Experimental inheritance of antibiotic acquired dysbiosis affects host phenotypes across generations

Microbiomes can enhance the health, fitness and even evolutionary potential of their hosts. Many organisms propagate favorable microbiomes fully or partially via vertical transmission. In the long term, such co-propagation can lead to the evolution of specialized microbiomes and functional interdependencies with the host. However, microbiomes are vulnerable to environmental stressors, particularly anthropogenic disturbance such as antibiotics, resulting in dysbiosis. In cases where microbiome transmission occurs, a disrupted microbiome may then become a contagious pathology causing harm to the host across generations. We tested this hypothesis using the specialized socially transmitted gut microbiome of honey bees as a model system. By experimentally passaging tetracycline-treated microbiomes across worker ‘generations’ we found that an environmentally acquired dysbiotic phenotype is heritable. As expected, the antibiotic treatment disrupted the microbiome, eliminating several common and functionally important taxa and strains.
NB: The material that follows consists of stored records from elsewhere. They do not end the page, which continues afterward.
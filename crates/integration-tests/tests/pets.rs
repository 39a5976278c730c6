//! Pet endpoints end to end.

use axum::body::Body;
use axum::http::{Method, Request, StatusCode, header};
use petstore_core::PetId;
use petstore_integration_tests::{TestApp, rex};
use petstore_server::db::PetRow;
use serde_json::{Value, json};

#[tokio::test]
async fn test_create_then_fetch_round_trips_the_payload() {
    let app = TestApp::new();
    let token = app.login_as("alice", "secret123").await;

    let created = app.json(Method::POST, "/pet", Some(&rex()), Some(&token)).await;
    assert_eq!(created.status, StatusCode::CREATED);
    assert_eq!(created.body, rex());

    let fetched = app.json(Method::GET, "/pet/1", None, Some(&token)).await;
    assert_eq!(fetched.status, StatusCode::OK);
    assert_eq!(fetched.body, rex());
}

#[tokio::test]
async fn test_invalid_pets_are_rejected_with_400() {
    let app = TestApp::new();
    let token = app.login_as("alice", "secret123").await;

    let mut unnamed = rex();
    unnamed["name"] = json!("");
    let mut zero_id = rex();
    zero_id["id"] = json!(0);
    let mut bad_status = rex();
    bad_status["status"] = json!("Available");

    for body in [unnamed, zero_id, bad_status] {
        let response = app.json(Method::POST, "/pet", Some(&body), Some(&token)).await;
        assert_eq!(response.status, StatusCode::BAD_REQUEST, "{body}");
        assert_eq!(response.body["code"], 400);
        assert_eq!(response.body["type"], "error");
    }

    let missing = app.json(Method::GET, "/pet/1", None, Some(&token)).await;
    assert_eq!(missing.status, StatusCode::NOT_FOUND);
}

#[tokio::test]
async fn test_malformed_json_is_400() {
    let app = TestApp::new();
    let token = app.login_as("alice", "secret123").await;

    let response = app
        .send(
            Request::post("/pet")
                .header(header::AUTHORIZATION, format!("Bearer {token}"))
                .header(header::CONTENT_TYPE, "application/json")
                .body(Body::from("{\"name\": "))
                .unwrap(),
        )
        .await;
    assert_eq!(response.status, StatusCode::BAD_REQUEST);
}

#[tokio::test]
async fn test_update_requires_existing_pet() {
    let app = TestApp::new();
    let token = app.login_as("alice", "secret123").await;

    let response = app.json(Method::PUT, "/pet", Some(&rex()), Some(&token)).await;
    assert_eq!(response.status, StatusCode::NOT_FOUND);

    app.json(Method::POST, "/pet", Some(&rex()), Some(&token)).await;
    let mut renamed = rex();
    renamed["name"] = json!("Max");
    let response = app.json(Method::PUT, "/pet", Some(&renamed), Some(&token)).await;
    assert_eq!(response.status, StatusCode::OK);
    assert_eq!(response.body["name"], "Max");
}

#[tokio::test]
async fn test_form_update() {
    let app = TestApp::new();
    let token = app.login_as("alice", "secret123").await;
    app.json(Method::POST, "/pet", Some(&rex()), Some(&token)).await;

    let form = |body: &'static str| {
        Request::post("/pet/1")
            .header(header::AUTHORIZATION, format!("Bearer {token}"))
            .header(header::CONTENT_TYPE, "application/x-www-form-urlencoded")
            .body(Body::from(body))
            .unwrap()
    };

    let response = app.send(form("name=Max&status=sold")).await;
    assert_eq!(response.status, StatusCode::OK);
    assert_eq!(response.body["name"], "Max");
    assert_eq!(response.body["status"], "sold");
    assert_eq!(response.body["tags"], rex()["tags"]);

    let response = app.send(form("name=Max&status=lost")).await;
    assert_eq!(response.status, StatusCode::BAD_REQUEST);
}

#[tokio::test]
async fn test_find_by_status() {
    let app = TestApp::new();
    let token = app.login_as("alice", "secret123").await;
    app.json(Method::POST, "/pet", Some(&rex()), Some(&token)).await;

    let found = app
        .json(Method::GET, "/pet/findByStatus?status=available,sold", None, Some(&token))
        .await;
    assert_eq!(found.status, StatusCode::OK);
    assert_eq!(found.body.as_array().map(Vec::len), Some(1));

    let none = app
        .json(Method::GET, "/pet/findByStatus?status=pending", None, Some(&token))
        .await;
    assert_eq!(none.status, StatusCode::NOT_FOUND);

    let invalid = app
        .json(Method::GET, "/pet/findByStatus?status=lost", None, Some(&token))
        .await;
    assert_eq!(invalid.status, StatusCode::BAD_REQUEST);

    let missing = app
        .json(Method::GET, "/pet/findByStatus", None, Some(&token))
        .await;
    assert_eq!(missing.status, StatusCode::BAD_REQUEST);
}

#[tokio::test]
async fn test_find_by_tags() {
    let app = TestApp::new();
    let token = app.login_as("alice", "secret123").await;

    let mut tagged = rex();
    tagged["tags"] = json!([{ "id": 1, "name": "tag1" }, { "id": 2, "name": "tag2" }]);
    app.json(Method::POST, "/pet", Some(&tagged), Some(&token)).await;
    app.json(Method::POST, "/pet", Some(&rex()), Some(&token)).await;

    let found = app
        .json(Method::GET, "/pet/findByTags?tags=tag1", None, Some(&token))
        .await;
    assert_eq!(found.status, StatusCode::OK);
    let pets = found.body.as_array().cloned().unwrap_or_default();
    assert_eq!(pets.len(), 1);
    assert_eq!(pets[0]["id"], 1);

    let none = app
        .json(Method::GET, "/pet/findByTags?tags=tag9", None, Some(&token))
        .await;
    assert_eq!(none.status, StatusCode::NOT_FOUND);

    let empty_token = app
        .json(Method::GET, "/pet/findByTags?tags=tag1,", None, Some(&token))
        .await;
    assert_eq!(empty_token.status, StatusCode::BAD_REQUEST);
}

#[tokio::test]
async fn test_delete_pet() {
    let app = TestApp::new();
    let token = app.login_as("alice", "secret123").await;
    app.json(Method::POST, "/pet", Some(&rex()), Some(&token)).await;

    let deleted = app.json(Method::DELETE, "/pet/1", None, Some(&token)).await;
    assert_eq!(deleted.status, StatusCode::NO_CONTENT);

    let again = app.json(Method::DELETE, "/pet/1", None, Some(&token)).await;
    assert_eq!(again.status, StatusCode::NOT_FOUND);
}

#[tokio::test]
async fn test_non_numeric_id_is_400() {
    let app = TestApp::new();
    let token = app.login_as("alice", "secret123").await;

    let response = app.json(Method::GET, "/pet/rex", None, Some(&token)).await;
    assert_eq!(response.status, StatusCode::BAD_REQUEST);
}

#[tokio::test]
async fn test_corrupt_stored_pet_is_500_without_details() {
    let app = TestApp::new();
    let token = app.login_as("alice", "secret123").await;
    app.store.pets.insert_row(PetRow {
        id: PetId::new(7),
        name: "Rex".to_owned(),
        status: "available".to_owned(),
        category: "{\"id\":1,\"name\":\"Dog\"}".to_owned(),
        photo_urls: "[]".to_owned(),
        tags: "[{broken".to_owned(),
    });

    let response = app.json(Method::GET, "/pet/7", None, Some(&token)).await;
    assert_eq!(response.status, StatusCode::INTERNAL_SERVER_ERROR);
    assert_eq!(response.body["message"], "Internal server error");
}

fn multipart(token: &str, parts: &[(&str, &str)]) -> Request<Body> {
    const BOUNDARY: &str = "petstore-boundary";
    let mut body = String::new();
    for (name, value) in parts {
        let filename = if *name == "file" {
            "; filename=\"rex.png\""
        } else {
            ""
        };
        body.push_str(&format!(
            "--{BOUNDARY}\r\nContent-Disposition: form-data; name=\"{name}\"{filename}\r\n\r\n{value}\r\n"
        ));
    }
    body.push_str(&format!("--{BOUNDARY}--\r\n"));

    Request::post("/pet/1/uploadImage")
        .header(header::AUTHORIZATION, format!("Bearer {token}"))
        .header(
            header::CONTENT_TYPE,
            format!("multipart/form-data; boundary={BOUNDARY}"),
        )
        .body(Body::from(body))
        .unwrap()
}

#[tokio::test]
async fn test_upload_image_stub() {
    let app = TestApp::new();
    let token = app.login_as("alice", "secret123").await;

    let response = app
        .send(multipart(
            &token,
            &[("additionalMetadata", "front view"), ("file", "PNGDATA")],
        ))
        .await;
    assert_eq!(response.status, StatusCode::OK);
    assert_eq!(
        response.body["message"],
        Value::from("Image uploaded for pet ID 1 (stub)")
    );

    let response = app
        .send(multipart(&token, &[("additionalMetadata", "no file")]))
        .await;
    assert_eq!(response.status, StatusCode::BAD_REQUEST);
    assert_eq!(response.body["message"], "file is required");
}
When transmitted, the dysbiotic microbiome harmed the host in subsequent generations. Particularly, naïve bees receiving antibiotic-altered microbiomes died at higher rates when challenged with further antibiotic stress. Bees with inherited dysbiotic microbiomes showed alterations in gene expression linked to metabolism and immunity, among other pathways, suggesting effects on host physiology. These results indicate that there is a possibility that sublethal exposure to chemical stressors, such as antibiotics, may cause long-lasting changes to functional host-microbiome relationships, possibly weakening the host’s progeny in the face of future ecological challenges. Future studies under natural conditions would be important to examine the extent to which negative microbiome-mediated phenotypes could indeed be heritable and what role this may play in the ongoing loss of biodiversity.